### Exercise description
Please report how many lines of the data include the word "metrics", with the number as the entire reply.

### Data excerpts
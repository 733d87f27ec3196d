pub(crate) mod config;
pub(crate) mod metrics;
pub(crate) mod redis;
pub(crate) mod shutdown;
pub(crate) mod state;
pub(crate) mod telemetry;
pub(crate) mod time;
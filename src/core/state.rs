use std::sync::Arc;

use crate::core::{config::Settings, redis::RedisHandle};
use crate::services::collections::CollectionStore;
use crate::services::mutations::MutationLocks;
use crate::services::presence::PresenceBoard;
use crate::services::upstream::UpstreamClient;

#[derive(Clone)]
pub(crate) struct AppState {
    inner: Arc<InnerState>,
}

struct InnerState {
    settings: Settings,
    redis: RedisHandle,
    upstream: UpstreamClient,
    collections: CollectionStore,
    mutations: MutationLocks,
    presence: PresenceBoard,
}

impl AppState {
    pub(crate) fn new(settings: Settings, redis: RedisHandle, upstream: UpstreamClient) -> Self {
        let collections = CollectionStore::from_settings(&settings, redis.clone());
        Self {
            inner: Arc::new(InnerState {
                settings,
                redis,
                upstream,
                collections,
                mutations: MutationLocks::default(),
                presence: PresenceBoard::default(),
            }),
        }
    }

    pub(crate) fn settings(&self) -> &Settings {
        &self.inner.settings
    }

    pub(crate) fn redis(&self) -> &RedisHandle {
        &self.inner.redis
    }

    pub(crate) fn upstream(&self) -> &UpstreamClient {
        &self.inner.upstream
    }

    pub(crate) fn collections(&self) -> &CollectionStore {
        &self.inner.collections
    }

    pub(crate) fn mutations(&self) -> &MutationLocks {
        &self.inner.mutations
    }

    pub(crate) fn presence(&self) -> &PresenceBoard {
        &self.inner.presence
    }
}
use axum::{
    extract::{Path, Query, State},
    routing::get,
    Json, Router,
};
use reqwest::Method;
use validator::Validate;

use crate::api::errors::ApiError;
use crate::api::guards::{lock_mutation, require_confirmation, ConfirmQuery, CurrentTeacher};
use crate::api::pagination::{list_page, ListQuery};
use crate::api::remote::{fetch_collection, snapshots, RemoteCollection};
use crate::core::config::UpstreamService;
use crate::core::state::AppState;
use crate::schemas::document::{Document, DocumentKind, DocumentUpdate};
use crate::schemas::DeletedResponse;
use crate::services::collections::{remove_item, replace_item};
use crate::services::listing::Page;

pub(crate) fn router() -> Router<AppState> {
    Router::new()
        .route("/:kind", get(list_documents))
        .route("/:kind/:id", get(get_document).put(update_document).delete(delete_document))
}

fn parse_kind(kind: &str) -> Result<DocumentKind, ApiError> {
    DocumentKind::parse(kind)
        .ok_or_else(|| ApiError::NotFound(format!("Unknown document type '{kind}'")))
}

fn document_path(kind: DocumentKind, id: &str) -> String {
    format!("/api/teacher-tools/{}/{id}", kind.segment())
}

async fn list_documents(
    Path(kind): Path<String>,
    Query(params): Query<ListQuery>,
    CurrentTeacher(session): CurrentTeacher,
    State(state): State<AppState>,
) -> Result<Json<Page<Document>>, ApiError> {
    let kind = parse_kind(&kind)?;
    let path = format!("/api/teacher-tools/{}", kind.segment());
    let action = format!("fetch {}", kind.plural_label());
    let remote = RemoteCollection {
        service: UpstreamService::TeacherTools,
        path: &path,
        resource: kind.segment(),
        action: &action,
    };

    let documents: Vec<Document> =
        fetch_collection(&state, &session, remote, params.refresh()).await?;

    Ok(Json(list_page(&documents, &params, state.settings())))
}

async fn get_document(
    Path((kind, id)): Path<(String, String)>,
    CurrentTeacher(session): CurrentTeacher,
    State(state): State<AppState>,
) -> Result<Json<Document>, ApiError> {
    let kind = parse_kind(&kind)?;

    let document: Document = state
        .upstream()
        .get_json(
            session.credentials(),
            UpstreamService::TeacherTools,
            &document_path(kind, &id),
            &format!("fetch {}", kind.label()),
        )
        .await
        .map_err(|err| ApiError::from_upstream(err, &kind.not_found()))?;

    Ok(Json(document))
}

async fn update_document(
    Path((kind, id)): Path<(String, String)>,
    CurrentTeacher(session): CurrentTeacher,
    State(state): State<AppState>,
    Json(payload): Json<DocumentUpdate>,
) -> Result<Json<Document>, ApiError> {
    let kind = parse_kind(&kind)?;
    payload.validate().map_err(|e| ApiError::BadRequest(e.to_string()))?;
    if payload.is_empty() {
        return Err(ApiError::BadRequest("At least one field must be provided".to_string()));
    }

    let _lock = lock_mutation(&state, format!("{}:{id}", kind.segment()))?;

    let document: Document = state
        .upstream()
        .send_json(
            Method::PUT,
            session.credentials(),
            UpstreamService::TeacherTools,
            &document_path(kind, &id),
            &payload,
            &format!("update {}", kind.label()),
        )
        .await
        .map_err(|err| ApiError::from_upstream(err, &kind.not_found()))?;

    snapshots(&state)
        .update(session.user_id(), kind.segment(), |documents: &mut Vec<Document>| {
            replace_item(documents, document.clone());
        })
        .await;

    tracing::info!(
        user_id = %session.user_id(),
        document_id = %document.id,
        kind = kind.segment(),
        action = "document_update",
        "Document updated"
    );

    Ok(Json(document))
}

async fn delete_document(
    Path((kind, id)): Path<(String, String)>,
    Query(confirm): Query<ConfirmQuery>,
    CurrentTeacher(session): CurrentTeacher,
    State(state): State<AppState>,
) -> Result<Json<DeletedResponse>, ApiError> {
    let kind = parse_kind(&kind)?;
    require_confirmation(&confirm, kind.label())?;

    let _lock = lock_mutation(&state, format!("{}:{id}", kind.segment()))?;

    state
        .upstream()
        .delete(
            session.credentials(),
            UpstreamService::TeacherTools,
            &document_path(kind, &id),
            &format!("delete {}", kind.label()),
        )
        .await
        .map_err(|err| ApiError::from_upstream(err, &kind.not_found()))?;

    snapshots(&state)
        .update(session.user_id(), kind.segment(), |documents: &mut Vec<Document>| {
            remove_item(documents, &id);
        })
        .await;

    tracing::info!(
        user_id = %session.user_id(),
        document_id = %id,
        kind = kind.segment(),
        action = "document_delete",
        "Document deleted"
    );

    Ok(Json(DeletedResponse { id, deleted: true }))
}
use time::{format_description::well_known::Rfc3339, OffsetDateTime};

pub(crate) fn now_rfc3339() -> String {
    format_offset(OffsetDateTime::now_utc())
}

pub(crate) fn format_offset(value: OffsetDateTime) -> String {
    value.format(&Rfc3339).unwrap_or_else(|_| value.to_string())
}

/// Parses an upstream timestamp, tolerating the naive `YYYY-MM-DDTHH:MM:SS`
/// form some services emit by assuming UTC.
pub(crate) fn parse_timestamp(value: &str) -> Option<OffsetDateTime> {
    if let Ok(parsed) = OffsetDateTime::parse(value, &Rfc3339) {
        return Some(parsed);
    }

    let with_zone = format!("{}Z", value.trim_end_matches('Z'));
    OffsetDateTime::parse(&with_zone, &Rfc3339).ok()
}
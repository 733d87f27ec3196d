use axum::{
    http::header::{HeaderValue, ACCEPT, AUTHORIZATION, CONTENT_TYPE, ORIGIN},
    http::{HeaderName, Method, Request, Response},
    routing::get,
    Router,
};
use std::time::Duration;
use tower_http::{
    cors::{AllowOrigin, Any, CorsLayer},
    normalize_path::NormalizePathLayer,
    request_id::{MakeRequestUuid, PropagateRequestIdLayer, SetRequestIdLayer},
    trace::TraceLayer,
};
use tracing::Span;

use crate::api::{content, forum, handlers, learning_paths, quizzes, teacher_tools, users};
use crate::core::{config::Settings, state::AppState};

pub(crate) fn router(state: AppState) -> Router {
    let cors = build_cors_layer(state.settings());
    let api_prefix = state.settings().api().prefix.clone();
    let api = Router::new()
        .nest("/admin/users", users::admin_router())
        .nest("/users", users::router())
        .nest("/teacher-tools", teacher_tools::router())
        .nest("/quizzes", quizzes::router())
        .nest("/daily-quizzes", quizzes::daily_router())
        .nest("/learning-paths", learning_paths::router())
        .nest("/forum", forum::router())
        .merge(content::router(state.settings()));

    let request_id_header = HeaderName::from_static("x-request-id");
    let request_id_header_for_span = request_id_header.clone();
    let trace_layer = TraceLayer::new_for_http()
        .make_span_with(move |request: &Request<_>| {
            let request_id = request
                .headers()
                .get(&request_id_header_for_span)
                .and_then(|value| value.to_str().ok())
                .unwrap_or("-");
            tracing::info_span!(
                "request",
                method = %request.method(),
                uri = %request.uri(),
                request_id = %request_id
            )
        })
        .on_response(|response: &Response<axum::body::Body>, latency: Duration, _span: &Span| {
            let status_label = response.status().as_u16().to_string();
            metrics::counter!(
                "http_requests_total",
                "status" => status_label.clone()
            )
            .increment(1);
            metrics::histogram!(
                "http_request_duration_seconds",
                "status" => status_label
            )
            .record(latency.as_secs_f64());
        });

    let mut router: Router<AppState> = Router::new()
        .route("/", get(handlers::root))
        .route("/healthz", get(handlers::healthz).head(handlers::healthz))
        .nest(&api_prefix, api)
        .layer(NormalizePathLayer::trim_trailing_slash())
        .layer(PropagateRequestIdLayer::new(request_id_header.clone()))
        .layer(SetRequestIdLayer::new(request_id_header, MakeRequestUuid))
        .layer(trace_layer)
        .layer(cors);

    if state.settings().telemetry().prometheus_enabled {
        router = router.route("/metrics", get(handlers::metrics));
    }

    router.with_state(state)
}

fn build_cors_layer(settings: &Settings) -> CorsLayer {
    let origins = settings
        .cors()
        .origins
        .iter()
        .filter_map(|origin| HeaderValue::from_str(origin).ok())
        .collect::<Vec<_>>();

    let base = CorsLayer::new()
        .allow_methods([
            Method::GET,
            Method::POST,
            Method::PUT,
            Method::PATCH,
            Method::DELETE,
            Method::OPTIONS,
        ])
        .allow_headers([
            AUTHORIZATION,
            CONTENT_TYPE,
            ACCEPT,
            ORIGIN,
            HeaderName::from_static("x-request-id"),
        ])
        .expose_headers([HeaderName::from_static("x-request-id")])
        .max_age(Duration::from_secs(3600));

    if origins.is_empty() {
        // Wildcard origin cannot be combined with allow_credentials
        base.allow_origin(Any)
    } else {
        base.allow_credentials(true).allow_origin(AllowOrigin::list(origins))
    }
}
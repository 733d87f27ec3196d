//! In-memory filtering and fixed-size paging over a fully fetched collection.
//!
//! Every list endpoint fetches the whole collection from its service and
//! narrows it here, so this only suits the small collections the services
//! return today.

use serde::Serialize;

/// Exposes the fields a collection item is searched and filtered on.
pub(crate) trait Listable {
    /// Text fields matched case-insensitively against the search string.
    fn search_fields(&self) -> Vec<&str>;

    fn category(&self) -> Option<&str> {
        None
    }

    fn status(&self) -> Option<&str> {
        None
    }

    /// `status` is already lowercased.
    fn has_status(&self, status: &str) -> bool {
        self.status().is_some_and(|value| value.to_lowercase() == status)
    }
}

#[derive(Debug, Clone, Default, PartialEq, Eq)]
pub(crate) struct ListCriteria {
    search: Option<String>,
    category: Option<String>,
    status: Option<String>,
}

impl ListCriteria {
    pub(crate) fn new(
        search: Option<&str>,
        category: Option<&str>,
        status: Option<&str>,
    ) -> Self {
        Self {
            search: normalize(search),
            category: normalize(category),
            status: normalize(status),
        }
    }

    pub(crate) fn is_empty(&self) -> bool {
        self.search.is_none() && self.category.is_none() && self.status.is_none()
    }

    pub(crate) fn matches<T: Listable + ?Sized>(&self, item: &T) -> bool {
        if let Some(search) = &self.search {
            let hit = item
                .search_fields()
                .into_iter()
                .any(|field| field.to_lowercase().contains(search.as_str()));
            if !hit {
                return false;
            }
        }

        if let Some(category) = &self.category {
            if !item.category().is_some_and(|value| value.to_lowercase() == *category) {
                return false;
            }
        }

        if let Some(status) = &self.status {
            if !item.has_status(status) {
                return false;
            }
        }

        true
    }
}

fn normalize(value: Option<&str>) -> Option<String> {
    value.map(|raw| raw.trim().to_lowercase()).filter(|raw| !raw.is_empty() && raw != "all")
}

#[derive(Debug, Clone, Serialize, PartialEq)]
pub(crate) struct Page<T> {
    pub(crate) items: Vec<T>,
    pub(crate) page: usize,
    pub(crate) page_size: usize,
    pub(crate) total_count: usize,
    pub(crate) total_pages: usize,
}

pub(crate) fn filter_items<T: Listable + Clone>(items: &[T], criteria: &ListCriteria) -> Vec<T> {
    if criteria.is_empty() {
        return items.to_vec();
    }

    items.iter().filter(|item| criteria.matches(*item)).cloned().collect()
}

pub(crate) fn page_count(total: usize, page_size: usize) -> usize {
    if page_size == 0 {
        return 0;
    }
    total.div_ceil(page_size)
}

/// Slices `items` into the 1-based `page`; page 0 is read as page 1 and pages
/// past the end come back empty with the totals intact.
pub(crate) fn paginate<T>(items: Vec<T>, page: usize, page_size: usize) -> Page<T> {
    let page = page.max(1);
    let page_size = page_size.max(1);
    let total_count = items.len();
    let total_pages = page_count(total_count, page_size);
    let start = (page - 1).saturating_mul(page_size);

    let items = items.into_iter().skip(start).take(page_size).collect();

    Page { items, page, page_size, total_count, total_pages }
}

### Exercise solution
4